This tutorial will describe how three major Stacks parameters function to control the de novo assembly of loci by the ustacks and cstacks programs. All three of these parameters can be specified to the pipeline wrapper, denovo_map.pl, which will then pass them through to the appropriate pipeline component. Or, if you are running the pipeline components by hand, two of them are specified to ustacks (and are applied to each sample processed by Stacks) and one of them to cstacks, which builds the catalog of loci for the population of samples. The following table summarizes the three parameters:
Parameter Description | denovo_map.pl Parameter | Pipeline component | Component Parameter | Default Value |
---|---|---|---|---|
Minimum stack depth / minimum depth of coverage | -m | ustacks | -m | 3 |
Distance allowed between stacks | -M | ustacks | -M | 2 |
Distance allowed between catalog loci | -n | cstacks | -n | 1 |
To jump ahead to a particular parameter click below:
The ustacks program is executed on each sample in a population (each of the parents and progeny in a mapping cross, or each individual sample or pooled sample in a population analysis) and loci from that sample are reconstructed. This is done in two major steps, first, exactly matching reads are stacked together out of the raw data. These stacks can be thought of generally as representing alleles, although some of them will represent errors.
The minimum stack depth parameter controls the number of raw reads required to form an initial stack. If the depth of coverage for a particular stack is below this value, then an allele will not be formed and those reads are temporarily set aside by the algorithm (they are used later in the algorithm, see below). Raw reads that are placed in a stack are refered to as primary reads, while those that are set aside are referred to as secondary reads.
Once a set of exactly matching stacks has been generated, the second stage of the algorithm seeks to match putative alleles together into a locus. The distance allowed between stacks parameter represents the number of nucleotides that may be different between two stacks in order to merge them. These nucleotide differences may be due to polymorphisms present between two alleles, or they may be due to sequencing error.

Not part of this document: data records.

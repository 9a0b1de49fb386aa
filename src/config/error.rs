use thiserror::Error;

#[derive(Debug, Error)]
pub enum ConfigError {
    #[error("configuration load failed: {0}")]
    Load(#[from] config::ConfigError),

    #[error("invalid configuration: {0}")]
    Invalid(String),
}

In Figure 2, Stack 1 and Stack 2 are found to have fewer nucleotide mismatches than allowed by the distance parameter and are merged into polymorphic Locus 1. Stack 3 and Stack X are found to be monomorphic and are converted to individual Locus 2 and Locus X. The large grey set of stacks represents a set of repetitive sequence that has too many alleles to be biologically correct. The pipeline detects these loci and blacklists them from the rest of the pipeline.
Once the loci are formed, the secondary reads are brought back into the analysis and are aligned against the assembled loci using a more permissive nucleotide mismatch value (you can control this value with the -N parameter to ustacks or denovo_map.pl). This process provides more depth which aides the SNP calling model in detecting polymorphisms. A locus with a single polymorphism is outlined in Figure 3.
The ustacks program will be executed on each individual sample in the data set to build loci. Once this is complete, the data from each individual will be merged into a catalog (by the cstacks program), which is meant to contain all the loci and alleles in the population. In the case of a mapping cross, then the catalog can be built soley from the parental loci. In the case of a population, the catalog will be constructed from the loci in each individual in the population.
Rarely in the case of a mapping cross, but frequently in the case of a population, there will be monomorphic, or fixed loci in two or more individuals in the population. However, if you compare these loci to one another, you will find that the are differentially fixed versions of the same locus and should be merged into a single locus in the catalog. If the distance between catalog loci parameter is greater than 0, then cstacks will use the consensus sequence from each locus to attempt to merge loci together across samples.